I thought I had pretty much seen it all in the Superhero sub-genre of comics. I have experienced the death and rebirth of many of my favourite powered icons, I have seen teams of heroes tear each other apart and even kill one another in the name of whichever cause seems worth fighting for at any given moment. I have seen Superheros tackle the gods in the heavens and the foulest demons from hell, but one thing I can honestly say I have never seen is a Super Hero rescue a bunch of adorable puppies from heavily armed thugs and this is just one example of the incredibly vibrant and funny scenes from ‘Faith- Hollywood and Vine’. The graphic novel is a collection of issues #1-4 in the mini series and having just completed the book I am hankering for more!
Somehow, writer Jody Houser has managed to lovingly embrace every well worn stereotype and cliche from Superhero comics and yet still made ‘Faith’ feel fresh and new. Perhaps it’s down to her hero Faith Herbert aka Summer Smith aka ‘Zephyr’. At a time when comic books are dominated by brooding vigilantes and heroes that are constantly questioning their place in the world, ‘Faith’ is unashamedly positive in her outlook.
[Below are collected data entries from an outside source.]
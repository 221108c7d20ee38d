//! # PJ Assistant
//!
//! 课程评教自动填写助手：驱动真实的 Chromium 浏览器，逐页打开待评价课程，
//! 按教师标签填写评价选项和评语，然后提交。
//!
//! ## 架构设计
//!
//! 本系统采用严格的四层架构：
//!
//! ### ① 基础设施层（Infrastructure）
//! - `infrastructure/` - 持有稀缺资源（Page），只暴露 DOM 能力
//! - `Dom` - 页面能力接口，测试中可以换成内存实现
//! - `JsExecutor` - 唯一的 page owner，通过注入脚本解析定位器
//! - `Locator` / `Selector` - 惰性的元素描述，每次操作都重新解析
//!
//! ### ② 业务能力层（Services）
//! - `services/` - 描述"我能做什么"，不关心流程顺序
//! - 作用域解析、元素定位、点击重试、轮询等待、提示框处理、随机节奏
//!
//! ### ③ 流程层（Workflow）
//! - `workflow/` - 定义"一门课程"的完整处理流程
//! - `Session` - 运行会话（页面能力 + 配置 + 节奏 + 启发式规则）
//! - `EvaluationFlow` - 流程编排（打开弹窗 → 填写 → 提交 → 确认）
//!
//! ### ④ 编排层（Orchestration）
//! - `orchestrator/assistant` - 管理浏览器资源和失败现场
//! - `orchestrator/list_processor` - 逐页处理课程列表
//!
//! ## 模块结构

pub mod browser;
pub mod config;
pub mod error;
pub mod infrastructure;

pub mod orchestrator;
pub mod services;
pub mod utils;
pub mod workflow;

// 重新导出常用类型
pub use browser::StorageState;
pub use config::AppConfig;
pub use error::{AppError, AppResult};
pub use infrastructure::{Dom, JsExecutor, Locator, Scope};
pub use orchestrator::{assist_all_pages, App, RunStats};
pub use workflow::{EvaluationFlow, PendingItem, Session};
She choose to believe in the best in people and herself, and her infectious enthusiasm leaps of the page as you read. Houser includes plenty of witty dialogue whilst also ensuring that Faith is a fully fleshed out character (she loves sci-fi and thinks Joss Wheddon is god) that deals with the everyday problems that the average person faces in their daily life. The supporting characters all feel like the kind of people you would come across if you were a superhero with a secret identity and the practicalities of dealing with that. The references to other superhero stories come thick and fast through a zippy and fun plotline that deals with conspiracy, kidnapping and the place of gifted people in the world. There’s even room for a fun blossoming romance between Faith and another character, that just adds another dimension to her already hugely charming character.
The artwork is sensational too, thanks to some great panels from industry legend Francis Portella(Legion Of Heroes, Black Panther). Portella brings a great marriage of realistic flesh tones and body movements whilst also capturing the dynamics of the action set pieces perfectly. Character expressions are are vivid and realistic, and Faith looks suitably majestic in all her flight scenes;
‘Faith’ also features a number of funny dream sequences, which help to tell us more about Herbert’s psyche and her similarities with us. The artwork for these is handled by Marguerite Sauvage (DC Comics Bombshells), and it brings just the right amount of ethereal beauty to remind the audiences that these are the dreams of a vivid imagination! The use of colour is also superb not just in these panels but throughout the book.
If you are after a new book that captures all of the exciting elements of reading a superhero story but with a fresh perspective and a health dose of satire and positivity, you can’t do much better than this one. It has all the elements the comic book fan should want and more. Faith is the hero that this ever changing society needs. and I for one hope she’s around for a long time.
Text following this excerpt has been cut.